Mulheres pedem legalização do aborto na marcha das vadias:

Já pensaram em desistir?

Quando recebemos um e-mail falando de uma gravidez não desejada por uma mulher com um baixo rendimento e com já com filhos onde o contraceptivo falhou, sabemos que o trabalho tem que continuar.

Nós acreditamos que o acesso a serviços de saúde reprodutiva é um direito fundamental das mulheres. Nós somos ativistas comprometidas em apoiar mulheres. É uma coisa ética a fazer. A falta de acesso a estes serviços viola a autonomia e traz sofrimento.

Cada mulher que nos escreve, partilhando conosco as suas necessidades e história de vida, nos motiva.
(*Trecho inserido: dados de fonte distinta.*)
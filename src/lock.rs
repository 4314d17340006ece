//! Filesystem lock file with stale-lock reclaim.
//!
//! The lock file's content is the epoch-seconds timestamp at which it was
//! acquired; a lock older than `lock_ttl` may be reclaimed by a later
//! runner rather than wedging the job forever on a crashed process.
//! Written with the same atomic write-then-rename discipline as the
//! backfill status document.

use chrono::{DateTime, TimeZone, Utc};
use std::fs;
use std::io::Write;
use std::path::{Path, PathBuf};
use std::time::Duration;
use tracing::warn;

pub struct FileLock {
    path: PathBuf,
}

impl FileLock {
    /// Attempt to acquire the lock at `path`. Returns `Ok(None)` if a live
    /// (non-stale) lock is already held by someone else; `Ok(Some(_))`
    /// once this process holds it. The lock is released (file removed)
    /// when the returned guard is dropped.
    pub fn acquire(path: impl Into<PathBuf>, ttl: Duration) -> anyhow::Result<Option<Self>> {
        let path = path.into();

        if let Some(locked_at) = read_lock_timestamp(&path) {
            let age = Utc::now().signed_duration_since(locked_at);
            if age < chrono::Duration::from_std(ttl).unwrap_or(chrono::Duration::zero()) {
                return Ok(None);
            }
            warn!(lock_path = %path.display(), age_secs = age.num_seconds(), "reclaiming stale backfill lock");
        }

        write_lock_file(&path)?;
        Ok(Some(Self { path }))
    }
}

impl Drop for FileLock {
    fn drop(&mut self) {
        let _ = fs::remove_file(&self.path);
    }
}

fn read_lock_timestamp(path: &Path) -> Option<DateTime<Utc>> {
    let contents = fs::read_to_string(path).ok()?;
    let secs: i64 = contents.trim().parse().ok()?;
    Utc.timestamp_opt(secs, 0).single()
}

fn write_lock_file(path: &Path) -> anyhow::Result<()> {
    let dir = path.parent().filter(|p| !p.as_os_str().is_empty()).unwrap_or_else(|| Path::new("."));
    fs::create_dir_all(dir)?;
    let mut tmp = tempfile::NamedTempFile::new_in(dir)?;
    write!(tmp, "{}", Utc::now().timestamp())?;
    tmp.persist(path)?;
    Ok(())
}

#[cfg(test)]
mod tests {
    use super::*;

    #[test]
    fn second_acquire_fails_while_first_holds_lock() {
        let dir = tempfile::tempdir().unwrap();
        let lock_path = dir.path().join("backfill.lock");

        let first = FileLock::acquire(&lock_path, Duration::from_secs(900)).unwrap();
        assert!(first.is_some());

        let second = FileLock::acquire(&lock_path, Duration::from_secs(900)).unwrap();
        assert!(second.is_none());
    }

    #[test]
    fn stale_lock_is_reclaimed() {
        let dir = tempfile::tempdir().unwrap();
        let lock_path = dir.path().join("backfill.lock");
        fs::write(&lock_path, (Utc::now().timestamp() - 10_000).to_string()).unwrap();

        let reclaimed = FileLock::acquire(&lock_path, Duration::from_secs(60)).unwrap();
        assert!(reclaimed.is_some());
    }

    #[test]
    fn lock_released_on_drop() {
        let dir = tempfile::tempdir().unwrap();
        let lock_path = dir.path().join("backfill.lock");
        {
            let _lock = FileLock::acquire(&lock_path, Duration::from_secs(900)).unwrap().unwrap();
            assert!(lock_path.exists());
        }
        assert!(!lock_path.exists());
    }
}
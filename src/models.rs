//! Canonical data model shared by every exchange adapter, the storage
//! layer, and the query API.

use chrono::{DateTime, Utc};
use rust_decimal::Decimal;
use serde::{Deserialize, Serialize};

/// Hours between funding settlements. An adapter that cannot determine the
/// interval MUST refuse to emit the record rather than guess.
pub const VALID_FUNDING_INTERVALS_HOURS: [i32; 4] = [1, 2, 4, 8];

/// Hours in a year, used for APR annualization.
const HOURS_PER_YEAR: f64 = 8760.0;

#[derive(Debug, Clone, Copy, PartialEq, Eq, Serialize, Deserialize)]
#[serde(rename_all = "snake_case")]
pub enum MarketType {
    UsdM,
    CoinM,
    Perp,
}

#[derive(Debug, Clone, Copy, PartialEq, Eq, Serialize, Deserialize)]
#[serde(rename_all = "snake_case")]
pub enum ContractType {
    Linear,
    Inverse,
}

/// Which unit an adapter's `open_interest` value is expressed in, before
/// the storage layer normalizes it to USD at read time.
#[derive(Debug, Clone, Copy, PartialEq, Eq, Serialize, Deserialize)]
#[serde(rename_all = "snake_case")]
pub enum OpenInterestUnit {
    Usd,
    BaseAsset,
}

/// Canonical contract record. Identity is `(exchange, symbol)`.
#[derive(Debug, Clone, Serialize, Deserialize)]
pub struct ContractSnapshot {
    /// Venue name, lowercase (case-insensitive comparisons normalize here).
    pub exchange: String,
    /// Exchange-native symbol, exact string.
    pub symbol: String,
    pub base_asset: String,
    pub quote_asset: String,
    /// Unitless rate applied once per funding interval. Positive means
    /// longs pay shorts.
    pub funding_rate: Decimal,
    pub funding_interval_hours: i32,
    pub mark_price: Option<Decimal>,
    pub index_price: Option<Decimal>,
    pub open_interest: Option<Decimal>,
    pub open_interest_unit: OpenInterestUnit,
    pub contract_type: ContractType,
    pub market_type: MarketType,
    pub timestamp: DateTime<Utc>,
}

impl ContractSnapshot {
    /// `apr = funding_rate * (8760 / funding_interval_hours) * 100`,
    /// as a percent.
    pub fn apr(&self) -> Decimal {
        compute_apr(self.funding_rate, self.funding_interval_hours)
    }
}

/// Compute APR from a rate and interval, shared by adapters and by storage
/// so a record written at one site and read back at another always agrees.
pub fn compute_apr(funding_rate: Decimal, funding_interval_hours: i32) -> Decimal {
    if funding_interval_hours <= 0 {
        return Decimal::ZERO;
    }
    let periods_per_year =
        Decimal::from_f64_retain(HOURS_PER_YEAR).unwrap_or_default() / Decimal::from(funding_interval_hours);
    funding_rate * periods_per_year * Decimal::from(100)
}

/// Validate that an inferred/reported interval is one of the allowed
/// discrete values; adapters MUST NOT emit a record otherwise.
pub fn is_valid_funding_interval(hours: i32) -> bool {
    VALID_FUNDING_INTERVALS_HOURS.contains(&hours)
}

/// Given a raw timestamp delta (in hours) between two historical points,
/// round to the nearest valid funding interval member, or return `None` if
/// ambiguous (more than 5% away from every member).
pub fn infer_funding_interval_hours(delta_hours: f64) -> Option<i32> {
    let mut best: Option<(i32, f64)> = None;
    for &candidate in VALID_FUNDING_INTERVALS_HOURS.iter() {
        let rel_err = (delta_hours - candidate as f64).abs() / candidate as f64;
        if rel_err <= 0.05 {
            match best {
                Some((_, best_err)) if best_err <= rel_err => {}
                _ => best = Some((candidate, rel_err)),
            }
        }
    }
    best.map(|(hours, _)| hours)
}

/// Hours elapsed from `earlier` to `later`, for timestamp-delta inference
/// between two historical points of the same contract.
pub fn hours_between(earlier: DateTime<Utc>, later: DateTime<Utc>) -> f64 {
    (later - earlier).num_seconds() as f64 / 3600.0
}

/// Historical record. Identity `(exchange, symbol, funding_time)`, append-only.
#[derive(Debug, Clone, Serialize, Deserialize)]
pub struct FundingPoint {
    pub exchange: String,
    pub symbol: String,
    pub funding_time: DateTime<Utc>,
    pub funding_rate: Decimal,
    pub mark_price: Option<Decimal>,
    pub funding_interval_hours: i32,
}

/// Rolling-window statistics record. Identity `(exchange, symbol)`, refreshed
/// in place rather than appended.
#[derive(Debug, Clone, Serialize, Deserialize)]
pub struct ContractStats {
    pub exchange: String,
    pub symbol: String,
    pub mean: Decimal,
    pub std_dev: Decimal,
    pub median: Decimal,
    pub min: Decimal,
    pub max: Decimal,
    pub data_points: u32,
    /// `None` when `data_points < 3` or `std_dev == 0`.
    pub current_z_score: Option<f64>,
    pub current_percentile: Option<f64>,
    pub last_updated: DateTime<Utc>,
}

/// Cross-exchange arbitrage spread. Identity
/// `(asset, long_exchange, short_exchange, observed_at)`, append-only.
#[derive(Debug, Clone, Serialize, Deserialize)]
pub struct Spread {
    pub asset: String,
    pub long_exchange: String,
    pub long_symbol: String,
    pub long_rate: Decimal,
    pub long_interval_hours: i32,
    pub short_exchange: String,
    pub short_symbol: String,
    pub short_rate: Decimal,
    pub short_interval_hours: i32,
    pub rate_spread: Decimal,
    pub apr_spread: Decimal,
    pub sync_period_hours: i64,
    pub long_sync_funding: Decimal,
    pub short_sync_funding: Decimal,
    pub effective_hourly_spread: Decimal,
    pub daily_spread: Decimal,
    pub weekly_spread: Decimal,
    pub monthly_spread: Decimal,
    pub yearly_spread: Decimal,
    pub observed_at: DateTime<Utc>,
}

/// Per-contract metadata, as returned by `list_contracts` for backfill
/// planning.
#[derive(Debug, Clone, Serialize, Deserialize)]
pub struct ContractMeta {
    pub symbol: String,
    pub funding_interval_hours: i32,
    pub base_asset: String,
    pub quote_asset: String,
}

#[cfg(test)]
mod tests {
    use super::*;
    use chrono::TimeZone;
    use rust_decimal_macros::dec;

    #[test]
    fn apr_annualizes_rate_by_periods_per_year() {
        // rate=0.0001, interval=8h -> apr = 10.95%
        let apr = compute_apr(dec!(0.0001), 8);
        let expected = dec!(10.95);
        assert!((apr - expected).abs() < dec!(0.001));

        let apr2 = compute_apr(dec!(0.00009), 8);
        let expected2 = dec!(9.855);
        assert!((apr2 - expected2).abs() < dec!(0.001));
    }

    #[test]
    fn interval_inference_rounds_to_nearest_member() {
        assert_eq!(infer_funding_interval_hours(8.1), Some(8));
        assert_eq!(infer_funding_interval_hours(3.98), Some(4));
        assert_eq!(infer_funding_interval_hours(1.0), Some(1));
    }

    #[test]
    fn interval_inference_refuses_ambiguous_gap() {
        // 6 hours is nowhere close (>5%) to any of {1,2,4,8}.
        assert_eq!(infer_funding_interval_hours(6.0), None);
    }

    #[test]
    fn rejects_non_member_interval() {
        assert!(!is_valid_funding_interval(3));
        assert!(is_valid_funding_interval(8));
    }

    #[test]
    fn hours_between_computes_forward_delta() {
        let t0 = Utc.timestamp_opt(0, 0).unwrap();
        let t1 = t0 + chrono::Duration::hours(8);
        assert!((hours_between(t0, t1) - 8.0).abs() < 1e-9);
    }
}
A sua gratidão é geralmente imensa.

O que mais gostariam de destacar?

Com o objetivo de não contribuir mais para o estigma em redor do aborto, nós pedimos cordialmente a todos os jornalistas para se focarem nos direitos das mulheres; no direito à informação; nas possibilidades que a new media traz; nas novas tecnologias que são seguras e efetivas (por exemplo, o aborto farmacológico) que muitas mulheres desconhecem; e que não se foquem apenas na atmosfera de intimidação, restrições legais e criminalização.

Continua a ser negado às mulheres o acesso ao planeamento familiar e a serviços de aborto seguro, independentemente da disponibilidade de medicamentos que as mulheres podem usar com segurança nas suas casas. O que é verdadeiramente controverso é que as sociedades e os governos preferem que as mulheres sofram e até que morram em vez de verem a suas necessidades, vidas, direitos e decisões serem respeitados.